I think you're confusing one-sample and two-sample t-tests. The t value above is correct for a one-sample t-test; you haven't accounted for the variance pooling for independent samples. But you're then providing the replication power for a two-sample t-test, which is why you get 29%. Re-run with the right numbers and you get 50%.
In practice, though, other people are only going to follow up on your effect if they can replicate it at the standard p=.05 level. What can we do to improve the chances of replicability?
Well, again, if all you care about is rejecting the null once again, the answer is very simple: keep collecting more subjects, and you're 100% guaranteed to replicate it eventually (assuming it's a 'real' effect, of course--and if it's not, you don't want to replicate it).
What I get from all this is that if you want a result that you and others will be able to replicate, you're going want the p-value in your original experiment to have been lower than p.05.
I don't really understand the point of talking about it this way. It doesn't make sense to think of replication likelihood as depending on the original p value, because you could have made the original p value anything you wanted just by collecting more subjects. So all you're really saying here is "if you want to increase the likelihood of rejecting the null, collect more subjects." And if you want to know by how much you should increase the sample, take the effect size and plug it into a power calculation.
Of course, this just gets us back to my original point: if all you care about is rejecting the null, then you can replicate any non-zero effect with 100% probability if you just keep collecting subjects. It's just not an interesting problem. If you really think that the goal of empirical studies is just to reject a null of zero effect, then you can save yourself a lot of work by not doing anything at all, because for any question that you'd actually care about, you're guaranteed that the null is false a priori.
@Tal -- For some reason, your comment went to spam again. This is annoying.
You haven't accounted for teh variance pooling for independent samples.
As I said, I'm assuming that the standard deviation is 15 for both samples. Thus the pooled standard deviation is
sqrt((15*15 + 15*15)/2) = sqrt(2*15*15/2) = 15
Is that not correct?
you can replicate any non-zero effect with 100% probability if you just keep collecting subjects.
So let's say I measure the heights of men and women. For some reason, I get a spurious effect where the women are taller than the men (funny sample). You're saying I'm guaranteed to replicate this if I test enough subjects?
Direction is going to matter.
you could have made the original p value anything you wanted just by collecting more subjects
Unless you run out of subjects and can't test any more. Again, we're not conducting a census. We're not interested -- at least, I'm not interested -- in knowing the state of the world at the present moment. We're interested in understanding the mechanics that generated the world and the present moment.
Is that not correct?
The pooled sd is multiplied by root 2/n for the two sample test, so the denominator is larger and t is smaller.

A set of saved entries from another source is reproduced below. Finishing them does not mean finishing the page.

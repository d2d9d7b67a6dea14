// SPDX-License-Identifier: AGPL-3.0-or-later
// Copyright (c) 2025 ReifyDB

use strata_core::expression::{BinaryOperator, ExpressionKind};
use strata_type::{Diagnostic, Error, IntoDiagnostic, Type};

/// Failures raised while driving the evaluation protocol.
#[derive(Debug, Clone, PartialEq, thiserror::Error)]
pub enum EvaluateError {
	#[error("evaluation context of a {actual} node was passed to a {expected} node")]
	ContextMismatch {
		expected: ExpressionKind,
		actual: ExpressionKind,
	},

	#[error("evaluation context does not match the shape of the {kind} node")]
	ContextShape {
		kind: ExpressionKind,
	},

	#[error("division by zero in {ty} {operator}")]
	DivisionByZero {
		operator: BinaryOperator,
		ty: Type,
	},

	#[error("{ty} {operator} overflowed")]
	ArithmeticOverflow {
		operator: BinaryOperator,
		ty: Type,
	},
}

impl IntoDiagnostic for EvaluateError {
	fn into_diagnostic(self) -> Diagnostic {
		let message = self.to_string();
		match self {
			EvaluateError::ContextMismatch {
				..
			} => Diagnostic::new("EVAL_001", message)
				.with_help("create the context with new_context on the same expression that evaluates it"),

			EvaluateError::ContextShape {
				..
			} => Diagnostic::new("EVAL_002", message)
				.with_help("create the context with new_context on the same expression that evaluates it"),

			EvaluateError::DivisionByZero {
				..
			} => Diagnostic::new("ARITH_001", message).with_label("right operand is zero"),

			EvaluateError::ArithmeticOverflow {
				ty,
				..
			} => Diagnostic::new("ARITH_002", message)
				.with_label(format!("result does not fit into {ty}"))
				.with_note("integer arithmetic is checked and never wraps"),
		}
	}
}

impl From<EvaluateError> for Error {
	fn from(err: EvaluateError) -> Self {
		Error(err.into_diagnostic())
	}
}

#[cfg(test)]
mod tests {
	use super::*;

	#[test]
	fn test_codes() {
		let err: Error = EvaluateError::ContextMismatch {
			expected: ExpressionKind::Case,
			actual: ExpressionKind::Constant,
		}
		.into();
		assert_eq!(err.code(), "EVAL_001");
		assert_eq!(err.message, "evaluation context of a CONST node was passed to a CASE node");

		let err: Error = EvaluateError::DivisionByZero {
			operator: BinaryOperator::Divide,
			ty: Type::Int,
		}
		.into();
		assert_eq!(err.code(), "ARITH_001");
		assert_eq!(err.message, "division by zero in INT /");

		let err: Error = EvaluateError::ArithmeticOverflow {
			operator: BinaryOperator::Add,
			ty: Type::Byte,
		}
		.into();
		assert_eq!(err.code(), "ARITH_002");
	}
}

So let's say I measure the heights of men and women. For some reason, I get a spurious effect where the women are taller than the men (funny sample). You're saying I'm guaranteed to replicate this if I test enough subjects?

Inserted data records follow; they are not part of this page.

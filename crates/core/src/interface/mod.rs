// SPDX-License-Identifier: AGPL-3.0-or-later
// Copyright (c) 2025 ReifyDB

//! Contracts of the collaborators the evaluator reads from but does not own.

pub use catalog::{Column, ColumnCatalog};
pub use row::Row;

mod catalog;
mod row;
// SPDX-License-Identifier: AGPL-3.0-or-later
// Copyright (c) 2025 ReifyDB

use std::fmt::{Display, Formatter};

pub use f32::OrderedF32;
pub use f64::OrderedF64;

mod f32;
mod f64;

/// Raised when a NaN is offered to a total-order float wrapper.
#[derive(Debug, Clone, Copy, PartialEq, Eq)]
pub struct OrderedFloatError;

impl Display for OrderedFloatError {
	fn fmt(&self, f: &mut Formatter<'_>) -> std::fmt::Result {
		f.write_str("NaN is not a valid ordered float")
	}
}

impl std::error::Error for OrderedFloatError {}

Direction is going to matter.
Sorry, that was careless wording. I did add the appropriate caveat one paragraph up: "you're 100% guaranteed to replicate it eventually (assuming it's a 'real' effect, of course--and if it's not, you don't want to replicate it).
Unless you run out of subjects and can't test any more. Again, we're not conducting a census. We're not interested -- at least, I'm not interested -- in knowing the state of the world at the present moment. We're interested in understanding the mechanics that generated the world and the present moment.

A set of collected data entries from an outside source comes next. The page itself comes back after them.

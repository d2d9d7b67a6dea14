// SPDX-License-Identifier: AGPL-3.0-or-later
// Copyright (c) 2025 ReifyDB

//! Two-phase evaluation of expression trees.
//!
//! [`Evaluate::eval`] accumulates one row into an [`EvalContext`],
//! [`Evaluate::terminate`] reads the accumulated result. The expression is
//! never mutated, so one tree may drive any number of contexts at once.

pub use aggregate::Accumulator;
pub use context::{EvalContext, WhenContext};
use strata_core::{
	CatalogError, ColumnCatalog, Row,
	expression::{
		AggregateExpression, BinaryExpression, ConstantExpression, Expression, FieldExpression,
		IsNullExpression, NotExpression,
	},
};
use strata_type::{Datum, Result, return_error};

use crate::EvaluateError;

mod aggregate;
mod binary;
mod case;
mod context;

/// The per-node evaluation protocol.
pub trait Evaluate {
	/// Allocates fresh state for this node and all of its children.
	fn new_context(&self) -> EvalContext;

	/// Accumulates the contribution of `row`; mutates only `ctx`.
	fn eval(&self, ctx: &mut EvalContext, catalog: &dyn ColumnCatalog, row: &dyn Row) -> Result<()>;

	/// Reads the result accumulated so far. Repeatable.
	fn terminate(&self, ctx: &EvalContext) -> Result<Datum>;
}

impl Evaluate for Expression {
	fn new_context(&self) -> EvalContext {
		match self {
			Expression::Constant(_) => EvalContext::Constant,
			Expression::Field(_) => EvalContext::Field {
				value: Datum::Null,
			},
			Expression::Binary(BinaryExpression {
				left,
				right,
				..
			}) => EvalContext::Binary {
				left: Box::new(left.new_context()),
				right: Box::new(right.new_context()),
			},
			Expression::Not(NotExpression {
				expression,
			}) => EvalContext::Not {
				inner: Box::new(expression.new_context()),
			},
			Expression::IsNull(IsNullExpression {
				expression,
				..
			}) => EvalContext::IsNull {
				inner: Box::new(expression.new_context()),
			},
			Expression::Aggregate(AggregateExpression {
				function,
				argument,
			}) => EvalContext::Aggregate {
				argument: argument.as_ref().map(|argument| Box::new(argument.new_context())),
				accumulator: Accumulator::new(*function),
			},
			Expression::Case(case) => case::new_context(case),
		}
	}

	fn eval(&self, ctx: &mut EvalContext, catalog: &dyn ColumnCatalog, row: &dyn Row) -> Result<()> {
		match (self, ctx) {
			(Expression::Constant(_), EvalContext::Constant) => Ok(()),

			(Expression::Field(field), EvalContext::Field {
				value,
			}) => {
				*value = read_field(field, catalog, row)?;
				Ok(())
			}

			(
				Expression::Binary(BinaryExpression {
					left,
					right,
					..
				}),
				EvalContext::Binary {
					left: left_ctx,
					right: right_ctx,
				},
			) => {
				left.eval(left_ctx, catalog, row)?;
				right.eval(right_ctx, catalog, row)
			}

			(
				Expression::Not(NotExpression {
					expression,
				}),
				EvalContext::Not {
					inner,
				},
			)
			| (
				Expression::IsNull(IsNullExpression {
					expression,
					..
				}),
				EvalContext::IsNull {
					inner,
				},
			) => expression.eval(inner, catalog, row),

			(
				Expression::Aggregate(AggregateExpression {
					argument,
					..
				}),
				EvalContext::Aggregate {
					argument: argument_ctx,
					accumulator,
				},
			) => match (argument, argument_ctx) {
				(Some(argument), Some(argument_ctx)) => {
					argument.eval(argument_ctx, catalog, row)?;
					accumulator.fold(argument.terminate(argument_ctx)?)
				}
				(None, None) => {
					accumulator.count_row();
					Ok(())
				}
				_ => Err(EvaluateError::ContextShape {
					kind: self.kind(),
				}
				.into()),
			},

			(
				Expression::Case(case),
				EvalContext::Case {
					whens,
					else_context,
				},
			) => case::eval(case, whens, else_context, catalog, row),

			(_, ctx) => Err(mismatch(self, ctx)),
		}
	}

	fn terminate(&self, ctx: &EvalContext) -> Result<Datum> {
		match (self, ctx) {
			(Expression::Constant(ConstantExpression(value)), EvalContext::Constant) => Ok(value.clone()),

			(Expression::Field(_), EvalContext::Field {
				value,
			}) => Ok(value.clone()),

			(
				Expression::Binary(BinaryExpression {
					operator,
					left,
					right,
				}),
				EvalContext::Binary {
					left: left_ctx,
					right: right_ctx,
				},
			) => binary::apply(*operator, left.terminate(left_ctx)?, right.terminate(right_ctx)?),

			(
				Expression::Not(NotExpression {
					expression,
				}),
				EvalContext::Not {
					inner,
				},
			) => match binary::truth(&expression.terminate(inner)?)? {
				Some(value) => Ok(Datum::Boolean(!value)),
				None => Ok(Datum::Null),
			},

			(
				Expression::IsNull(IsNullExpression {
					expression,
					negated,
				}),
				EvalContext::IsNull {
					inner,
				},
			) => Ok(Datum::Boolean(expression.terminate(inner)?.is_null() != *negated)),

			(
				Expression::Aggregate(_),
				EvalContext::Aggregate {
					accumulator,
					..
				},
			) => Ok(accumulator.result()),

			(
				Expression::Case(case),
				EvalContext::Case {
					whens,
					else_context,
				},
			) => case::terminate(case, whens, else_context.as_deref()),

			(_, ctx) => Err(mismatch(self, ctx)),
		}
	}
}

fn mismatch(expression: &Expression, ctx: &EvalContext) -> strata_type::Error {
	EvaluateError::ContextMismatch {
		expected: expression.kind(),
		actual: ctx.kind(),
	}
	.into()
}

fn read_field(field: &FieldExpression, catalog: &dyn ColumnCatalog, row: &dyn Row) -> Result<Datum> {
	let ordinal = match field.column {
		Some(column) => column.ordinal,
		None => match catalog.column(&field.name) {
			Some(column) => column.ordinal,
			None => return_error!(CatalogError::ColumnNotFound {
				name: field.name.clone(),
			}),
		},
	};
	match row.get(ordinal) {
		Some(value) => Ok(value.clone()),
		None => Err(CatalogError::ColumnOutOfBounds {
			ordinal,
			len: row.len(),
		}
		.into()),
	}
}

But you're defining 'understanding the mechanics' as 'being able to reject the null'. What I'm saying is that if you keep collecting data, you will eventually reject the null, so the implication is that if you want to understand the mechanics, you just need to collect more data. But then if it's just about rejecting the null, why do the study anyway? You're 100% certain to end up rejecting it.
Now, if what you're saying is that you care about being able to reject the null in a reasonably-sized sample, that's fine with me, but that's basically an effect size claim. You're saying that you don't care about your hypothesis if it takes a million people to reject the null, but you do care about it if you can do it in 20. I agree with that, and that's exactly why I think we should be explicit about effect sizes.
Anyway, I'm spending too much time on this discussion again (though I've found it interesting and useful!), so the last word is yours.
Hah. I missed that 2 in the numerator. OK, those numbers will have to be fixed.
What I'm saying is that if you keep collecting data, you will eventually reject the null.
From reading your previous comments and your blog, I think you've confused observed effect size with expected effect size. Our hypotheses are really about expected effect size. Certainly, whenever you actually measure an effect, it's only very rarely going to be exactly 0 (though this can and does happen). But that doesn't mean that the correct prediction isn't 0.
If it helps, think of the limit on an asymptote. At any finite point, you won't have reached the asymptote, but at infinity, you do. Infinity works differently, and our hypotheses really about samples that are infinitely large.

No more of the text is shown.